Paper was used in China as early as 150CE, it spread to Vietnam in the 3rd century, Korea in the 4th century, and is said to have arrived in Japan as early as the 5th century. Paper began to be produced in central Asia during the 8th century although there is evidence suggesting that paper was brought there much earlier by Buddhist monks, such as the Korean Buddhist priest, Doncho, who is said to have introduced paper to Japan in 610 AD.

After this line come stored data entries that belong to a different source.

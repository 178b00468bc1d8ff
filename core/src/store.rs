//! Storage traits implemented by concrete backends.
//!
//! The provisioning layer never talks to a driver directly; it is generic
//! over these two traits so each installer run owns an explicit store
//! instance and tests can substitute misbehaving backends.
//!
//! The contract is deliberately distrustful: mutating calls are advisory,
//! and structural outcomes are confirmed by probe and count reads issued
//! afterwards. A backend that silently no-ops a DDL statement is detected,
//! not believed.

use crate::error::StoreError;
use crate::types::{LinkFilter, LinkTable, Permission, Role, RolePermission};

/// Raw schema-level surface of a storage connection.
pub trait SchemaConn {
    /// Issues a `COUNT(*)` probe against `table`.
    ///
    /// An `Err` means the table did not answer — a missing table and a
    /// broken connection are indistinguishable here by design; the probe is
    /// the existence test, not a catalog lookup.
    fn probe(&self, table: &str) -> Result<u64, StoreError>;

    /// Executes a raw SQL statement.
    ///
    /// The result is advisory only. Callers performing structural changes
    /// ignore it and re-probe instead.
    fn execute(&self, statement: &str) -> Result<(), StoreError>;

    /// Lowercase name of the underlying SQL driver (e.g. `"sqlite"`).
    ///
    /// Install scripts branch on this when a table definition differs
    /// between dialects.
    fn driver_name(&self) -> &'static str;
}

/// Registry of permissions, roles, and their association links.
pub trait AuthStore {
    /// Resolves a permission by exact name.
    fn find_permission(&self, name: &str) -> Result<Option<Permission>, StoreError>;

    /// Resolves a role by exact name.
    fn find_role(&self, name: &str) -> Result<Option<Role>, StoreError>;

    /// Inserts a new permission row.
    ///
    /// Returns `Ok(false)` when the driver rejects the row; `Err` is
    /// reserved for connection-level failures. No duplicate check happens
    /// here — callers look the name up first.
    fn insert_permission(&self, name: &str) -> Result<bool, StoreError>;

    /// Inserts a new role row. Same contract as
    /// [`insert_permission`](Self::insert_permission).
    fn insert_role(&self, name: &str) -> Result<bool, StoreError>;

    /// Persists a new name for an existing permission row.
    fn rename_permission(&self, id: i64, name: &str) -> Result<(), StoreError>;

    /// Persists a new name for an existing role row.
    fn rename_role(&self, id: i64, name: &str) -> Result<(), StoreError>;

    /// Deletes a permission row by id. Verified by
    /// [`count_permissions`](Self::count_permissions) afterwards.
    fn delete_permission(&self, id: i64) -> Result<(), StoreError>;

    /// Deletes a role row by id. Verified by
    /// [`count_roles`](Self::count_roles) afterwards.
    fn delete_role(&self, id: i64) -> Result<(), StoreError>;

    /// Counts permission rows with the given id.
    fn count_permissions(&self, id: i64) -> Result<u64, StoreError>;

    /// Counts role rows with the given id.
    fn count_roles(&self, id: i64) -> Result<u64, StoreError>;

    /// Inserts a role-permission grant link. Boolean contract as for
    /// [`insert_permission`](Self::insert_permission).
    fn insert_grant(&self, grant: RolePermission) -> Result<bool, StoreError>;

    /// Deletes link rows matching `filter` from `table`.
    fn delete_links(&self, table: LinkTable, filter: LinkFilter) -> Result<(), StoreError>;

    /// Counts link rows matching `filter` in `table`.
    fn count_links(&self, table: LinkTable, filter: LinkFilter) -> Result<u64, StoreError>;

    /// Capability query: whether `role` currently holds a permission with
    /// the given name.
    fn role_has_permission(&self, role: &Role, permission: &str) -> Result<bool, StoreError>;
}
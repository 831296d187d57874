// ABOUTME: Error types for the recovery engine with structured context
// ABOUTME: Defines EngineError variants for validation, lookup, and invariant failures
//
// SPDX-License-Identifier: MIT OR Apache-2.0
// Copyright (c) 2025 Setpoint Labs

use chrono::NaiveDate;
use uuid::Uuid;

use crate::config::ConfigError;

/// Result alias used throughout the engine
pub type EngineResult<T> = Result<T, EngineError>;

/// Common error types for recovery engine operations
#[derive(Debug, thiserror::Error)]
#[non_exhaustive]
pub enum EngineError {
    /// Input data failed validation before any state was touched
    #[error("Invalid {field}: {reason}")]
    Validation {
        /// Name of the offending field
        field: &'static str,
        /// Reason the value was rejected
        reason: String,
    },

    /// An internal invariant was broken; indicates a bug in the caller or engine
    #[error("Invariant violation: {detail}")]
    InvariantViolation {
        /// Description of the broken invariant
        detail: String,
    },

    /// The referenced overeating event is not (or no longer) in the store
    #[error("No active overeating event for {date}")]
    EventNotFound {
        /// Day the caller referenced
        date: NaiveDate,
    },

    /// The referenced meal entry does not exist in the log
    #[error("No meal entry with id {id}")]
    MealNotFound {
        /// Entry id supplied by the caller
        id: Uuid,
    },

    /// The selected rebalancing option is not available for this event
    #[error("Unknown rebalancing option '{option_id}'")]
    UnknownOption {
        /// Option id supplied by the caller
        option_id: String,
    },

    /// Configuration load or validation failure
    #[error("Configuration error: {0}")]
    Config(#[from] ConfigError),
}

impl EngineError {
    /// Build a validation error for a named input field
    #[must_use]
    pub fn validation(field: &'static str, reason: impl Into<String>) -> Self {
        Self::Validation {
            field,
            reason: reason.into(),
        }
    }

    /// True when the error is a pre-state input rejection
    #[must_use]
    pub const fn is_validation(&self) -> bool {
        matches!(self, Self::Validation { .. })
    }
}
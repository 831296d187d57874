// ABOUTME: Recovery state reconciler keeping per-day events consistent with the meal log
// ABOUTME: Owns the event store, applies create/amend/resolve transitions, and notifies sinks
//
// SPDX-License-Identifier: MIT OR Apache-2.0
// Copyright (c) 2025 Setpoint Labs

//! Recovery State Reconciler
//!
//! Meal logs are living documents: entries get added hours later, edited,
//! and deleted. The reconciler is the sole writer of the per-day event
//! store and re-runs classification after every log mutation, so an event
//! always reflects the day's current totals. The surrounding app observes
//! lifecycle transitions through an [`EventSink`].

use std::collections::btree_map::Entry;
use std::collections::BTreeMap;

use chrono::NaiveDate;
use tracing::{debug, info};
use uuid::Uuid;

use crate::classifier::classify;
use crate::config::ClassifierConfig;
use crate::errors::{EngineError, EngineResult};
use crate::meal_log::DailyTotalsSource;
use crate::models::OvereatingEvent;

/// Persistence callback for event lifecycle transitions
///
/// Invoked exactly once per transition with the event's post-transition
/// state, or `None` when the day's event was resolved. Reconciliation
/// passes that change nothing do not invoke the sink.
pub trait EventSink {
    /// Observe one event transition for `date`
    fn on_event_changed(&mut self, date: NaiveDate, event: Option<&OvereatingEvent>);
}

/// Sink that drops every notification; the default for callers that poll
#[derive(Debug, Clone, Copy, Default)]
pub struct NoopSink;

impl EventSink for NoopSink {
    fn on_event_changed(&mut self, _date: NaiveDate, _event: Option<&OvereatingEvent>) {}
}

/// What a reconciliation pass did for the day
#[derive(Debug, Clone, Copy, PartialEq, Eq)]
pub enum ReconcileOutcome {
    /// No event existed and the day now qualifies
    Created,
    /// The day's event was recomputed in place
    Amended {
        /// Whether the severity tier moved, resetting acknowledgement
        tier_changed: bool,
    },
    /// The day no longer qualifies and its event was removed
    Resolved,
    /// Nothing to do; the store already matches the log
    Unchanged,
}

/// Per-day overeating events, keyed by date
///
/// Keying by date makes "at most one active event per day" structural.
/// Reads are public; writes stay inside the reconciler.
#[derive(Debug, Default)]
pub struct EventStore {
    events: BTreeMap<NaiveDate, OvereatingEvent>,
}

impl EventStore {
    /// The day's active event, if any
    #[must_use]
    pub fn active_event(&self, date: NaiveDate) -> Option<&OvereatingEvent> {
        self.events.get(&date)
    }

    /// All active events in date order
    pub fn events(&self) -> impl Iterator<Item = &OvereatingEvent> {
        self.events.values()
    }

    /// Number of active events
    #[must_use]
    pub fn len(&self) -> usize {
        self.events.len()
    }

    /// True when no day currently has an active event
    #[must_use]
    pub fn is_empty(&self) -> bool {
        self.events.is_empty()
    }

    /// Insert an event for a day that must not already have one
    pub(crate) fn insert_new(&mut self, event: OvereatingEvent) -> EngineResult<()> {
        let date = event.date;
        match self.events.entry(date) {
            Entry::Vacant(slot) => {
                slot.insert(event);
                Ok(())
            }
            Entry::Occupied(_) => {
                debug_assert!(false, "second active event for {date}");
                Err(EngineError::InvariantViolation {
                    detail: format!("an active overeating event already exists for {date}"),
                })
            }
        }
    }

    pub(crate) fn get_mut(&mut self, date: NaiveDate) -> Option<&mut OvereatingEvent> {
        self.events.get_mut(&date)
    }

    pub(crate) fn remove(&mut self, date: NaiveDate) -> Option<OvereatingEvent> {
        self.events.remove(&date)
    }
}

/// Sole writer of the event store
///
/// Generic over the sink so embedders plug in their persistence layer;
/// [`NoopSink`] serves callers that only poll the store.
#[derive(Debug)]
pub struct Reconciler<K: EventSink = NoopSink> {
    store: EventStore,
    sink: K,
}

impl Reconciler<NoopSink> {
    /// Reconciler with an empty store and no persistence callback
    #[must_use]
    pub fn new() -> Self {
        Self::with_sink(NoopSink)
    }
}

impl Default for Reconciler<NoopSink> {
    fn default() -> Self {
        Self::new()
    }
}

impl<K: EventSink> Reconciler<K> {
    /// Reconciler with an empty store, notifying the given sink
    #[must_use]
    pub fn with_sink(sink: K) -> Self {
        Self {
            store: EventStore::default(),
            sink,
        }
    }

    /// Read access to the event store
    #[must_use]
    pub const fn store(&self) -> &EventStore {
        &self.store
    }

    /// Re-run classification for one day after a meal log mutation
    ///
    /// Pulls the day's totals, classifies them, and applies the single
    /// transition that brings the store in line: create, amend, resolve,
    /// or nothing. Validation failures abort before any store mutation.
    ///
    /// # Errors
    ///
    /// Returns [`EngineError::Validation`] when the source reports
    /// malformed totals, or [`EngineError::InvariantViolation`] if the
    /// store already holds a conflicting event (a bug, loud by design).
    pub fn on_meal_log_changed(
        &mut self,
        date: NaiveDate,
        source: &impl DailyTotalsSource,
        thresholds: &ClassifierConfig,
    ) -> EngineResult<ReconcileOutcome> {
        let totals = source.daily_totals(date)?;
        let classified = classify(date, totals.consumed, totals.target, thresholds)?;

        match classified {
            None => {
                if self.store.remove(date).is_some() {
                    self.sink.on_event_changed(date, None);
                    info!(date = %date, "overeating event resolved");
                    Ok(ReconcileOutcome::Resolved)
                } else {
                    debug!(date = %date, "no event and no qualifying excess");
                    Ok(ReconcileOutcome::Unchanged)
                }
            }
            Some(fresh) => {
                if let Some(current) = self.store.get_mut(date) {
                    if current.excess_calories == fresh.excess_calories
                        && current.trigger_type == fresh.trigger_type
                        && (current.daily_target - fresh.daily_target).abs() < f64::EPSILON
                    {
                        debug!(date = %date, "event already matches the log");
                        return Ok(ReconcileOutcome::Unchanged);
                    }

                    let tier_changed = current.trigger_type != fresh.trigger_type;
                    current.excess_calories = fresh.excess_calories;
                    current.daily_target = fresh.daily_target;
                    current.trigger_type = fresh.trigger_type;
                    if tier_changed {
                        // The user acknowledged a differently-sized problem
                        current.acknowledged = false;
                    }
                    let snapshot = current.clone();
                    self.sink.on_event_changed(date, Some(&snapshot));
                    info!(
                        date = %date,
                        excess = snapshot.excess_calories,
                        tier = %snapshot.trigger_type,
                        tier_changed,
                        "overeating event amended"
                    );
                    Ok(ReconcileOutcome::Amended { tier_changed })
                } else {
                    let snapshot = fresh.clone();
                    self.store.insert_new(fresh)?;
                    self.sink.on_event_changed(date, Some(&snapshot));
                    info!(
                        date = %date,
                        excess = snapshot.excess_calories,
                        tier = %snapshot.trigger_type,
                        "overeating event created"
                    );
                    Ok(ReconcileOutcome::Created)
                }
            }
        }
    }

    /// Mark the referenced event as seen by the user
    ///
    /// Numeric fields are untouched. Acknowledging an already-acknowledged
    /// event is a no-op and does not notify the sink.
    ///
    /// # Errors
    ///
    /// Returns [`EngineError::EventNotFound`] when no event exists for the
    /// date or the reference's id no longer matches the stored event.
    pub fn acknowledge(&mut self, event: &OvereatingEvent) -> EngineResult<()> {
        self.mark_acknowledged(event.date, event.id)
    }

    pub(crate) fn mark_acknowledged(&mut self, date: NaiveDate, id: Uuid) -> EngineResult<()> {
        let Some(current) = self.store.get_mut(date) else {
            return Err(EngineError::EventNotFound { date });
        };
        if current.id != id {
            return Err(EngineError::EventNotFound { date });
        }
        if !current.acknowledged {
            current.acknowledged = true;
            let snapshot = current.clone();
            self.sink.on_event_changed(date, Some(&snapshot));
            debug!(date = %date, "overeating event acknowledged");
        }
        Ok(())
    }
}
// ABOUTME: Impact analyzer configuration for reframe and perspective output
// ABOUTME: Configures when an on-target streak earns a success reminder
//
// SPDX-License-Identifier: MIT OR Apache-2.0
// Copyright (c) 2025 Setpoint Labs

//! Impact Analyzer Configuration

use serde::{Deserialize, Serialize};

/// Tunables for the impact analyzer
#[derive(Debug, Clone, PartialEq, Eq, Serialize, Deserialize)]
pub struct ImpactConfig {
    /// Minimum consecutive on-target days before the reframe cites the streak
    pub min_streak_for_reminder: u32,
}

impl Default for ImpactConfig {
    fn default() -> Self {
        Self {
            min_streak_for_reminder: 3,
        }
    }
}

There are records of paper in Gilgit, Pakistan which date back to the 6th century. In the 8th century, the Abbasid caliphate began to replace parchment for paper.

The Rise of Modern Paper

Due to the long process required to produce paper, a paper that was still made from rags remained expensive in the 19th century. In the early 1800s Mathias Koops from London produced a book composed entirely of wood shavings, the Royal family were impressed with him and gave him the financial support he required to purchase the machinery he needed to manufacture such paper.

Koops only managed to print one book (the one he originally made) and went bankrupt several years later, the book made from wood shavings proved to be expensive to produce on a commercial scale. In 1844 a machine was made which extracted fibres from wood in order to make paper the same concept of pulping rags but with wood. The wood pup was bleached to create a clean, smooth sheet of paper which was not expensive to produce at all.

By the end of the 1800s, most papermakers in the world began to use wood instead of rags, particularly in the west where more funding was available for the production of machines. The invention of the fountain pen and the mass production of pencils along with the new steam-driven rotary press, from which cheap wood-based paper could be made, meant that newspapers, school books, fiction, and non-fiction became more available in industrialised countries from 1850 to 1900. Being a writer was no longer seen as a high-status job.

It soon became apparent that wood-based paper deteriorated over time and a lot of the books and newspapers from that period have disintegrated, except only those that were photographed and therefore survived, but the original, physical copy has been lost due to the passage of time. For the use of important documents rag paper, much more expensive, was used until the recent invention of acid-free paper during the mid-20th century (wood-based paper contains acid which makes it deteriorate over time).

Paper that hasn’t been treated to remove the acid and is cheaper than de-acidified paper and is still used in the 21st century for mass-produced paper books, newspapers, and in countries that can’t afford the expensive variant.